**Your objective**
What lines below mention the word "that"? Copy each one.

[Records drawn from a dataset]
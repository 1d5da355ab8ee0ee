//! Core domain types
//!
//! Pure types with no I/O dependencies. These represent the core concepts
//! shared by the synthesizer and the recognizer.

pub mod config;
pub mod error;
pub mod types;

pub use config::*;
pub use error::*;
pub use types::*;
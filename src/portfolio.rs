//! Portfolio-level aggregation
//!
//! Rolls up independent per-position reports into one fleet-level view.
//! A single unreadable position never aborts the batch: failures are
//! excluded from the ratio and mean denominators and surfaced in the
//! errors list, so a missing read cannot hide a CRITICAL status elsewhere.

use crate::risk::{Concentration, RiskLevel};
use chrono::{DateTime, Utc};
use serde::Serialize;

/// Fully evaluated position, ready for display or downstream automation.
#[derive(Debug, Clone, Serialize)]
pub struct PositionReport {
    pub position_id: String,
    pub pool_id: String,
    /// Display pair, e.g. "WETH/USDC 0.05%"
    pub pair: String,
    /// Human-scaled holdings at the current price (truncated decimals)
    pub amount0: String,
    pub amount1: String,
    /// `None` when the data source cannot supply uncollected fees
    pub uncollected_fees0: Option<String>,
    pub uncollected_fees1: Option<String>,
    pub in_range: bool,
    pub edge_distance_percent: Option<f64>,
    pub risk_level: RiskLevel,
    pub urgency_score: u8,
    pub concentration: Concentration,
}

/// A position that could not be evaluated.
#[derive(Debug, Clone, Serialize)]
pub struct PositionFailure {
    pub position_id: String,
    pub error: String,
}

/// Count of positions per risk level.
#[derive(Debug, Clone, Copy, Default, PartialEq, Eq, Serialize)]
pub struct RiskDistribution {
    pub low: usize,
    pub medium: usize,
    pub high: usize,
    pub critical: usize,
}

impl RiskDistribution {
    fn record(&mut self, level: RiskLevel) {
        match level {
            RiskLevel::Low => self.low += 1,
            RiskLevel::Medium => self.medium += 1,
            RiskLevel::High => self.high += 1,
            RiskLevel::Critical => self.critical += 1,
        }
    }
}

/// Fleet-level view over all watched positions at one point in time.
/// Ephemeral; recomputed on every query.
#[derive(Debug, Clone, Serialize)]
pub struct PortfolioSnapshot {
    pub total_positions: usize,
    /// Positions that could actually be evaluated; the denominator for
    /// ratio and mean below.
    pub evaluable: usize,
    pub out_of_range_ratio: f64,
    pub avg_urgency: f64,
    pub risk_distribution: RiskDistribution,
    pub overall_risk: RiskLevel,
    /// Evaluated positions, most urgent first.
    pub positions: Vec<PositionReport>,
    pub errors: Vec<PositionFailure>,
    pub generated_at: DateTime<Utc>,
}

/// Aggregates per-position outcomes into a portfolio snapshot.
///
/// An empty evaluable set yields zero ratios and an overall Low verdict,
/// with any failures still reported.
pub fn aggregate(
    outcomes: Vec<Result<PositionReport, PositionFailure>>,
) -> PortfolioSnapshot {
    let total_positions = outcomes.len();
    let mut positions = Vec::new();
    let mut errors = Vec::new();
    for outcome in outcomes {
        match outcome {
            Ok(report) => positions.push(report),
            Err(failure) => errors.push(failure),
        }
    }

    let evaluable = positions.len();
    let mut distribution = RiskDistribution::default();
    let mut out_of_range = 0usize;
    let mut urgency_sum = 0u32;
    for report in &positions {
        distribution.record(report.risk_level);
        if !report.in_range {
            out_of_range += 1;
        }
        urgency_sum += u32::from(report.urgency_score);
    }

    let (out_of_range_ratio, avg_urgency) = if evaluable == 0 {
        (0.0, 0.0)
    } else {
        (
            out_of_range as f64 / evaluable as f64,
            f64::from(urgency_sum) / evaluable as f64,
        )
    };

    // Stable presentation order: most urgent first.
    positions.sort_by(|a, b| {
        b.urgency_score
            .cmp(&a.urgency_score)
            .then_with(|| a.position_id.cmp(&b.position_id))
    });

    PortfolioSnapshot {
        total_positions,
        evaluable,
        out_of_range_ratio,
        avg_urgency,
        risk_distribution: distribution,
        overall_risk: overall_verdict(&distribution),
        positions,
        errors,
        generated_at: Utc::now(),
    }
}

/// Strict precedence: any CRITICAL dominates; more than one HIGH escalates
/// to HIGH; a single HIGH or more than two MEDIUM is MEDIUM; else LOW.
fn overall_verdict(distribution: &RiskDistribution) -> RiskLevel {
    if distribution.critical > 0 {
        RiskLevel::Critical
    } else if distribution.high > 1 {
        RiskLevel::High
    } else if distribution.high > 0 || distribution.medium > 2 {
        RiskLevel::Medium
    } else {
        RiskLevel::Low
    }
}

**Solution for this task**
/// A position that could not be evaluated.
    /// Positions that could actually be evaluated; the denominator for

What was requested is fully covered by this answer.